16Questo è il tipo nazionale che, possiamo dire, si ripete in tutti i membri di una nazione. Lo si potrebbe paragonare a un grande sigillo la cui impronta è sempre parziale sulle diverse cere più o meno grandi alle quali viene applicato, e che, senza il confronto tra tutte queste impronte, non potrebbe neanche venire ricostruito per intero.
III
17A dire il vero, quella che ho definito in precedenza, è meno la società così come la si intende comunemente, che la socialità. Una società è sempre, a gradi diversi, un’associazione, e un’associazione sta alla socialità, all’imitatività, per così dire, come l’organizzazione sta alla vitalità oppure come la costituzione molecolare sta all’elasticità dell’etere. Dobbiamo quindi aggiungere nuove analogie a quelle che mi sono già sembrate presentare in così gran numero le tre grandi forme della Ripetizione Universale. Ma forse, per comprendere pienamente la socialità relativa, la sola che venga manifestata a gradi diversi dai fatti sociali, converrebbe immaginare la socialità assoluta e perfetta. Essa consisterebbe in una vita urbana così intensa che la trasmissione a tutti i cervelli della città di una buona idea apparsa da qualche parte in seno a uno di essi avverrebbe istantaneamente. Questa ipotesi è analoga a quella dei fisici, secondo i quali, se l’elasticità dell’etere fosse perfetta, gli impulsi luminosi o di altro tipo si trasmetterebbero senza alcun intervallo di tempo. Da parte loro, i biologi non potrebbero anch’essi immaginare utilmente un’irritabilità assoluta, incarnata in una specie di protoplasma ideale, che servirebbe loro per valutare la vitalità maggiore o minore dei protoplasmi reali?

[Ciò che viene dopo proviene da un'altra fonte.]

// Per-session interaction log
//
// One plain-text file per session, opened once and only ever appended to.
// Line format: `{timestamp} - {LEVEL} - {message}`.

use anyhow::{Context, Result};
use chrono::Local;
use std::fmt;
use std::fs::{self, File, OpenOptions};
use std::io::Write;
use std::path::{Path, PathBuf};
use std::sync::Mutex;
use tracing::debug;

/// Severity of an interaction record
#[derive(Debug, Clone, Copy, PartialEq, Eq)]
pub enum LogLevel {
    Info,
    Warning,
    Error,
}

impl LogLevel {
    pub fn as_str(self) -> &'static str {
        match self {
            LogLevel::Info => "INFO",
            LogLevel::Warning => "WARNING",
            LogLevel::Error => "ERROR",
        }
    }
}

impl fmt::Display for LogLevel {
    fn fmt(&self, f: &mut fmt::Formatter<'_>) -> fmt::Result {
        f.write_str(self.as_str())
    }
}

/// Append-only log file for one session
pub struct InteractionLogger {
    path: PathBuf,
    file: Mutex<File>,
}

impl InteractionLogger {
    /// Open (creating if absent) the log file in append mode
    pub fn open(path: impl Into<PathBuf>) -> Result<Self> {
        let path = path.into();

        if let Some(parent) = path.parent() {
            fs::create_dir_all(parent).with_context(|| {
                format!("Failed to create log directory: {}", parent.display())
            })?;
        }

        let file = OpenOptions::new()
            .create(true)
            .append(true)
            .open(&path)
            .with_context(|| format!("Failed to open interaction log: {}", path.display()))?;

        Ok(Self {
            path,
            file: Mutex::new(file),
        })
    }

    /// Append one record
    pub fn record(&self, level: LogLevel, message: &str) -> Result<()> {
        let line = format_record(&timestamp(), level, message);
        debug!(path = %self.path.display(), "{}", line);

        let mut file = self
            .file
            .lock()
            .map_err(|_| anyhow::anyhow!("Interaction log lock poisoned"))?;
        file.write_all(line.as_bytes())
            .and_then(|_| file.write_all(b"\n"))
            .and_then(|_| file.flush())
            .with_context(|| format!("Failed to write interaction log: {}", self.path.display()))?;

        Ok(())
    }

    pub fn info(&self, message: &str) -> Result<()> {
        self.record(LogLevel::Info, message)
    }

    pub fn error(&self, message: &str) -> Result<()> {
        self.record(LogLevel::Error, message)
    }

    /// Read back every record currently on disk
    pub fn records(&self) -> Result<Vec<String>> {
        read_records(&self.path)
    }

    /// Get the log file path
    pub fn path(&self) -> &Path {
        &self.path
    }
}

/// Read the lines of an interaction log file
pub fn read_records(path: &Path) -> Result<Vec<String>> {
    let contents = fs::read_to_string(path)
        .with_context(|| format!("Failed to read interaction log: {}", path.display()))?;
    Ok(contents
        .lines()
        .filter(|line| !line.is_empty())
        .map(str::to_string)
        .collect())
}

/// Session log file name, stamped with the session start time
pub fn session_log_file_name(session_id: &str) -> String {
    let short: String = session_id.chars().take(8).collect();
    format!("st_log_{}_{}.log", Local::now().format("%Y%m%d_%H%M%S"), short)
}

fn timestamp() -> String {
    Local::now().format("%Y-%m-%d %H:%M:%S,%3f").to_string()
}

fn format_record(timestamp: &str, level: LogLevel, message: &str) -> String {
    // One record per line, always
    let message = message.replace('\r', "\\r").replace('\n', "\\n");
    format!("{} - {} - {}", timestamp, level, message)
}
// Feedback collector - the reaction state machine for the latest result
//
//   NoResult -> ResultPending -> Rated
//                             -> SuggestionEntry -> Rated
//
// A new result restarts the cycle at ResultPending from any state.

use serde::{Deserialize, Serialize};

use crate::config::FeedbackOptions;
use crate::errors::FeedbackError;

#[derive(Debug, Clone, Copy, PartialEq, Eq, Serialize, Deserialize)]
#[serde(rename_all = "snake_case")]
pub enum FeedbackState {
    NoResult,
    ResultPending,
    SuggestionEntry,
    Rated,
}

/// A button on the feedback surface
#[derive(Debug, Clone, Copy, PartialEq, Eq, Serialize, Deserialize)]
#[serde(rename_all = "snake_case")]
pub enum FeedbackChoice {
    Satisfied,
    Unsatisfied,
    Suggestion,
}

/// A completed rating, ready to be logged
#[derive(Debug, Clone, PartialEq, Eq)]
pub enum Feedback {
    Satisfied,
    Unsatisfied,
    Suggestion(String),
}

impl Feedback {
    /// Interaction-log line for this rating
    pub fn log_message(&self, user_id: &str) -> String {
        match self {
            Feedback::Satisfied => {
                format!("User satisfaction (满意/Satisfied) for user ({})", user_id)
            }
            Feedback::Unsatisfied => {
                format!("User satisfaction (不满意/Unsatisfied) for user ({})", user_id)
            }
            Feedback::Suggestion(text) => {
                format!("User suggestion (建议/Suggestion) for user ({}): {}", user_id, text)
            }
        }
    }
}

/// Outcome of a feedback action that was accepted
#[derive(Debug, Clone, PartialEq, Eq)]
pub enum FeedbackEvent {
    /// Terminal rating; log it
    Rated(Feedback),
    /// Suggestion box opened; nothing to log yet
    SuggestionOpened,
}

#[derive(Debug, Clone)]
pub struct FeedbackCollector {
    options: FeedbackOptions,
    state: FeedbackState,
}

impl FeedbackCollector {
    pub fn new(options: FeedbackOptions) -> Self {
        Self {
            options,
            state: FeedbackState::NoResult,
        }
    }

    pub fn state(&self) -> FeedbackState {
        self.state
    }

    pub fn options(&self) -> FeedbackOptions {
        self.options
    }

    /// Buttons currently offered to the user
    pub fn available_choices(&self) -> Vec<FeedbackChoice> {
        if self.state != FeedbackState::ResultPending {
            return Vec::new();
        }
        let mut choices = vec![FeedbackChoice::Satisfied, FeedbackChoice::Unsatisfied];
        if self.options.allows_suggestion() {
            choices.push(FeedbackChoice::Suggestion);
        }
        choices
    }

    /// A new result supersedes whatever feedback came before
    pub fn on_new_result(&mut self) {
        self.state = FeedbackState::ResultPending;
    }

    pub fn choose(&mut self, choice: FeedbackChoice) -> Result<FeedbackEvent, FeedbackError> {
        match self.state {
            FeedbackState::ResultPending => {}
            FeedbackState::NoResult => return Err(FeedbackError::NoResult),
            FeedbackState::Rated => return Err(FeedbackError::AlreadyRated),
            // Only submit_suggestion leaves SuggestionEntry
            FeedbackState::SuggestionEntry => return Err(FeedbackError::AwaitingSuggestion),
        }

        match choice {
            FeedbackChoice::Satisfied => {
                self.state = FeedbackState::Rated;
                Ok(FeedbackEvent::Rated(Feedback::Satisfied))
            }
            FeedbackChoice::Unsatisfied => {
                self.state = FeedbackState::Rated;
                Ok(FeedbackEvent::Rated(Feedback::Unsatisfied))
            }
            FeedbackChoice::Suggestion => {
                if !self.options.allows_suggestion() {
                    return Err(FeedbackError::SuggestionDisabled);
                }
                self.state = FeedbackState::SuggestionEntry;
                Ok(FeedbackEvent::SuggestionOpened)
            }
        }
    }

    pub fn submit_suggestion(&mut self, text: &str) -> Result<FeedbackEvent, FeedbackError> {
        if self.state != FeedbackState::SuggestionEntry {
            return Err(FeedbackError::NotInSuggestionEntry);
        }

        let text = text.trim();
        if text.is_empty() {
            return Err(FeedbackError::EmptySuggestion);
        }

        self.state = FeedbackState::Rated;
        Ok(FeedbackEvent::Rated(Feedback::Suggestion(text.to_string())))
    }
}
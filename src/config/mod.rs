// Configuration module
// Public interface for configuration loading

pub mod constants;
mod loader;
mod settings;

pub use loader::{default_config_path, load_config, parse_config_str, ENV_LOG_REPO_URL, ENV_MODEL_REPO_URL};
pub use settings::{
    Config, FeedbackConfig, FeedbackOptions, LoggingConfig, ModelConfig, PublishConfig,
    PublishMode, ServerConfig,
};
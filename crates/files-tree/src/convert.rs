use crate::builder::build;
use crate::serializer::serialize;
use crate::tree_item::TreeItem;

/// Convert a mapping of file paths to contents into a sorted tree
///
/// Only the paths matter, contents are ignored. Accepts anything that
/// iterates over `(path, content)` pairs: `&HashMap<String, String>`,
/// `BTreeMap`, a `Vec` of tuples and so on.
pub fn convert_files_to_tree_items<I, K, V>(files: I) -> Vec<TreeItem>
where
    I: IntoIterator<Item = (K, V)>,
    K: AsRef<str>,
{
    convert_paths(files.into_iter().map(|(path, _content)| path))
}

/// Convert a set of paths into a sorted tree
pub fn convert_paths<I, P>(paths: I) -> Vec<TreeItem>
where
    I: IntoIterator<Item = P>,
    P: AsRef<str>,
{
    serialize(&build(paths))
}
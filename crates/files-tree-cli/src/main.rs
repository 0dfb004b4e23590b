mod cli;
mod convert;

use anyhow::Result;
use clap::Parser;
use log::debug;

use crate::cli::Cli;

fn main() -> Result<()> {
    let cli = Cli::parse();

    // RUST_LOG wins over -v
    env_logger::Builder::from_env(env_logger::Env::default().default_filter_or(cli.log_level()))
        .init();
    debug!("Arguments: {:?}", cli);

    let input = convert::read_input(cli.input_path().map(|path| path.as_path()))?;
    let tree = convert::parse_tree(&input)?;
    println!("{}", convert::format_tree(&tree, cli.format)?);

    Ok(())
}
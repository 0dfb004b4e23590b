use crate::builder::{Entries, Entry, TreeNode};
use crate::tree_item::TreeItem;

/// A directory whose children are still being serialized
struct Frame<'a> {
    name: &'a str,
    entries: Entries<'a>,
    items: Vec<TreeItem>,
}

impl<'a> Frame<'a> {
    fn new(name: &'a str, node: &'a TreeNode) -> Self {
        Self {
            name,
            entries: node.entries(),
            items: Vec::with_capacity(node.len()),
        }
    }
}

/// Serialize a node's children into tree items
///
/// Children come out in ordinal name order. A directory with children
/// becomes `Branch(name, children)`, with the children of the directory
/// placed directly in the branch. A directory with no children becomes a
/// leaf. The node's own name is never emitted.
///
/// Uses an explicit stack, so depth is bounded by memory only.
pub fn serialize(node: &TreeNode) -> Vec<TreeItem> {
    let mut stack = vec![Frame::new("", node)];

    while let Some(frame) = stack.last_mut() {
        match frame.entries.next() {
            Some((name, Entry::File)) => frame.items.push(TreeItem::Leaf(name.to_string())),
            Some((name, Entry::Directory(child))) => stack.push(Frame::new(name, child)),
            None => {
                let Some(done) = stack.pop() else { break };
                match stack.last_mut() {
                    Some(parent) => parent.items.push(TreeItem::branch(done.name, done.items)),
                    None => return done.items,
                }
            }
        }
    }

    Vec::new()
}
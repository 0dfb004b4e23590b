//! Reading the path mapping and printing the tree

use anyhow::{Context, Result};
use files_tree::{convert_files_to_tree_items, render, TreeItem};
use log::{debug, info};
use serde_json::{Map, Value};
use std::fs;
use std::io::Read;
use std::path::Path;

use crate::cli::OutputFormat;

/// Read the raw JSON document from a file, or stdin when `path` is `None`
pub fn read_input(path: Option<&Path>) -> Result<String> {
    match path {
        Some(path) => {
            info!("Reading paths from {:?}", path);
            fs::read_to_string(path).with_context(|| format!("Failed to read {}", path.display()))
        }
        None => {
            info!("Reading paths from stdin");
            let mut input = String::new();
            std::io::stdin()
                .read_to_string(&mut input)
                .context("Failed to read stdin")?;
            Ok(input)
        }
    }
}

/// Parse a `{ "path": content }` object into a tree
///
/// Content values can be any JSON, they are not looked at.
pub fn parse_tree(input: &str) -> Result<Vec<TreeItem>> {
    let files: Map<String, Value> = serde_json::from_str(input)
        .context("Expected a JSON object mapping file paths to contents")?;
    debug!("Parsed {} paths", files.len());

    Ok(convert_files_to_tree_items(&files))
}

/// Format the tree for printing
pub fn format_tree(tree: &[TreeItem], format: OutputFormat) -> Result<String> {
    let output = match format {
        OutputFormat::Json => serde_json::to_string(tree)?,
        OutputFormat::Pretty => serde_json::to_string_pretty(tree)?,
        OutputFormat::Text => render(tree).trim_end().to_string(),
    };
    Ok(output)
}

#[cfg(test)]
mod tests {
    use super::*;
    use pretty_assertions::assert_eq;
    use std::io::Write;

    const INPUT: &str = r#"{
        "src/index.ts": "export * from './utils'",
        "src/utils.ts": "export function hello() {}",
        "package.json": {"name": "my-package"}
    }"#;

    #[test]
    fn test_parse_and_format_json() {
        let tree = parse_tree(INPUT).unwrap();
        let output = format_tree(&tree, OutputFormat::Json).unwrap();
        assert_eq!(output, r#"["package.json",["src","index.ts","utils.ts"]]"#);
    }

    #[test]
    fn test_format_text() {
        let tree = parse_tree(INPUT).unwrap();
        let output = format_tree(&tree, OutputFormat::Text).unwrap();
        assert_eq!(output, "package.json\nsrc/\n  index.ts\n  utils.ts");
    }

    #[test]
    fn test_format_pretty_parses_back() {
        let tree = parse_tree(INPUT).unwrap();
        let output = format_tree(&tree, OutputFormat::Pretty).unwrap();
        assert!(output.contains('\n'));

        let back: Vec<TreeItem> = serde_json::from_str(&output).unwrap();
        assert_eq!(back, tree);
    }

    #[test]
    fn test_empty_object() {
        let tree = parse_tree("{}").unwrap();
        assert!(tree.is_empty());
        assert_eq!(format_tree(&tree, OutputFormat::Json).unwrap(), "[]");
        assert_eq!(format_tree(&tree, OutputFormat::Text).unwrap(), "");
    }

    #[test]
    fn test_rejects_non_object() {
        let err = parse_tree(r#"["a", "b"]"#).unwrap_err();
        assert!(err.to_string().contains("Expected a JSON object"));
        assert!(parse_tree("not json").is_err());
    }

    #[test]
    fn test_deep_path_fails_json_but_renders_text() {
        let path = vec!["a"; 2_000].join("/");
        let mut files = Map::new();
        files.insert(path, Value::String(String::new()));
        let input = Value::Object(files).to_string();
        let tree = parse_tree(&input).unwrap();

        let err = format_tree(&tree, OutputFormat::Json).unwrap_err();
        assert!(err.to_string().contains("levels deep"));

        let text = format_tree(&tree, OutputFormat::Text).unwrap();
        assert_eq!(text.lines().count(), 2_000);
    }

    #[test]
    fn test_read_input_from_file() {
        let mut file = tempfile::NamedTempFile::new().unwrap();
        write!(file, "{}", INPUT).unwrap();

        let input = read_input(Some(file.path())).unwrap();
        assert_eq!(input, INPUT);
    }

    #[test]
    fn test_read_input_missing_file() {
        let dir = tempfile::tempdir().unwrap();
        let missing = dir.path().join("missing.json");

        let err = read_input(Some(missing.as_path())).unwrap_err();
        assert!(err.to_string().contains("Failed to read"));
    }
}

18Pertanto, se vogliamo che l’analogia sia mantenuta nei tre mondi, bisogna che la vita sia semplicemente l’organizzazione dell’irritabilità del protoplasma, e che la materia sia semplicemente l’organizzazione dell’elasticità dell’etere, così come la società non è altro che l’organizzazione dell’imitatività. Ora, è a malapena utile far notare che la concezione di Thomson, adottata da Wurtz, sull’origine degli atomi e delle molecole, ossia l’ipotesi quantomeno così seducente e così verosimile degli atomi-vortice, risponde perfettamente a una delle esigenze del nostro modo di vedere, come anche la teoria protoplasmica della vita, oggi accettata da tutti. Una massa di bambini allevati in comune, che abbiano ricevuto la stessa educazione all’interno dello stesso ambiente, e non ancora differenziati in classi e in professioni: questa è la materia prima della società. Essa li plasma, e ne forma, attraverso una differenziazione funzionale, inevitabile e forzata, una nazione. Una certa massa di protoplasma, cioè di molecole organizzabili ma non ancora organizzate, tutte uguali, tutte simili le une alle altre in virtù di questo modo oscuro di riproduzione da cui provengono; ecco la materia prima della vita. Essa fa di queste molecole delle cellule, dei tessuti, degli individui, delle specie. Infine una massa di etere omogenea, composta da elementi scossi da vibrazioni tutte simili, che si scambiano rapidamente: ecco, se credo ai nostri chimici speculativi, la materia prima della materia. In questo modo si sono formati tutti i corpuscoli di tutti i corpi, per quanto eterogenei possano essere. Poiché un corpo non è altro che un accordo di vibrazioni differenziate e gerarchizzate, riprodotte separatamente in serie distinte e intrecciate, così come un organismo non è altro che un accordo di infra-generazioni elementari, differenti e armoniose, di linee diverse e intrecciate di elementi istologici, e una nazione non è altro che un accordo di tradizioni, costumi, educazioni, tendenze, idee che si propagano imitativamente per vie differenti, ma si subordinano gerarchicamente, e si aiutano a vicenda in modo fraterno.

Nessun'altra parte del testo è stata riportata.